On Tue, 2007-07-03 at 07:57 -0400, Stephen Smalley wrote:
On Tue, 2007-07-03 at 00:23 +0100, Matthew Booth wrote:
> On Tue, 2007-07-03 at 10:48 +1200, Darryl Dixon - Winterhouse Consulting
> wrote:
> > Hi Matt,
> >
> > Thank you for your very thorough response. What you say about not being
> > able to audit 'write()' is worrying to me. The problem with auditing
write
> > by inference from open(), is that one doesn't know *when* the file was
> > written, or even if it really ever was at all (eg, was data written
> > continuously from open() to close(), or only sporadically over the course
> > of hours or days?). Auditing for actual alterations is definitely
> > something that we need to be able to track. Assuming for a moment that we
> > have beefy enough hardware ( heh ), can the path be extracted from write()
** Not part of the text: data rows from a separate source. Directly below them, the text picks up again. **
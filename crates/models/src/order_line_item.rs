use sea_orm::entity::prelude::*;
use serde::{Deserialize, Serialize};

use crate::{menu, order};

#[derive(Clone, Debug, PartialEq, DeriveEntityModel, Serialize, Deserialize)]
#[sea_orm(table_name = "order_line_item")]
#[serde(rename_all = "camelCase")]
pub struct Model {
    #[sea_orm(primary_key)]
    pub seq: i32,
    pub order_id: i32,
    pub menu_id: i32,
    pub quantity: i64,
}

#[derive(Copy, Clone, Debug, EnumIter)]
pub enum Relation { Order, Menu }

impl RelationTrait for Relation {
    fn def(&self) -> RelationDef {
        match self {
            Relation::Order => Entity::belongs_to(order::Entity).from(Column::OrderId).to(order::Column::Id).into(),
            Relation::Menu => Entity::belongs_to(menu::Entity).from(Column::MenuId).to(menu::Column::Id).into(),
        }
    }
}

impl ActiveModelBehavior for ActiveModel {}
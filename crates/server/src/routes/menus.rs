use axum::{extract::State, http::StatusCode, response::IntoResponse, Json};
use service::{domain::{MenuCreate, MenuView}, menu_service};
use tracing::info;

use crate::{errors::JsonApiError, extract::ApiJson, routes::{location, AppState}};

#[utoipa::path(
    post, path = "/api/menus", tag = "menus",
    request_body = crate::openapi::MenuCreateDoc,
    responses(
        (status = 201, description = "Created", body = crate::openapi::MenuDoc),
        (status = 400, description = "Validation Error"),
        (status = 404, description = "Menu group or product not found")
    )
)]
pub async fn create(
    State(state): State<AppState>,
    ApiJson(input): ApiJson<MenuCreate>,
) -> Result<impl IntoResponse, JsonApiError> {
    let m = menu_service::create_menu(&state.db, input).await?;
    Ok((StatusCode::CREATED, location("/api/menus", m.id), Json(m)))
}

#[utoipa::path(get, path = "/api/menus", tag = "menus", responses((status = 200, description = "List OK", body = [crate::openapi::MenuDoc])))]
pub async fn list(State(state): State<AppState>) -> Result<Json<Vec<MenuView>>, JsonApiError> {
    let menus = menu_service::list_menus(&state.db).await?;
    info!(count = menus.len(), "list menus");
    Ok(Json(menus))
}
> > as with your example for open() above? My assumption would have been that
> > CWD reflected only where the exe was launched from, and not necessarily
> > where the write()-en file was located...
>
> Well, you can audit write(). The question is whether you can handle the
> resulting data volume.
>
> read() and write() don't generate a PATH record. The only time at which
> a path is relevant is at the time the file is opened. Once the file is
> opened, it can have zero or more paths, which can all change without
> affecting the open file. An open file is genuinely divorced from its
> path.
>
> That said, it's *not* divorced from its filesystem, which I understand
> is what you're really looking for. Unfortunately that information
> doesn't appear to live on its own in the audit trail, and it's not
> available to filter on for these calls. This would leave you having to
> audit all read() and write() calls and filtering them in
> post-processing. I doubt this would be a practical solution.
Another option might be to audit based on SELinux type, if the files in
question can have a different type than the rest of the files. A
SELinux audit message on write would generate an AVC_PATH record.
Example:
$ vi myaudit.te
policy_module(myaudit, 1.0)
require {
attribute domain;
type etc_t;
}
auditallow domain etc_t:file write;
:q
$ make -f /usr/share/selinux/devel/Makefile myaudit.pp
$ su
# /usr/sbin/semodule -i myaudit.pp
# vi /etc/fstab
:wq
Audit log contains:
type=AVC msg=audit(1183463480.620:6351): avc: granted { write } for pid=13773
comm="vi" name="fstab" dev=dm-0 ino=1280187
scontext=user_u:system_r:unconfined_t:s0 tcontext=user_u:object_r:etc_t:s0 tclass=file
type=SYSCALL msg=audit(1183463480.620:6351): arch=40000003 syscall=4 success=yes exit=767
a0=3 a1=9047510 a2=2ff a3=2ff items=0 ppid=13662 pid=13773 auid=4204 uid=0 gid=0 euid=0
suid=0 fsuid=0 egid=0 sgid=0 fsgid=0 tty=pts2 comm="vi" exe="/bin/vi"
subj=user_u:system_r:unconfined_t:s0 key=(null)
type=AVC_PATH msg=audit(1183463480.620:6351): path="/etc/fstab"
One caveat though - auditing of write() won't catch all possible ways of
modifying the file data, e.g. one could mmap() the file with MAP_SHARED
and then write to the memory, followed by msync or munmap.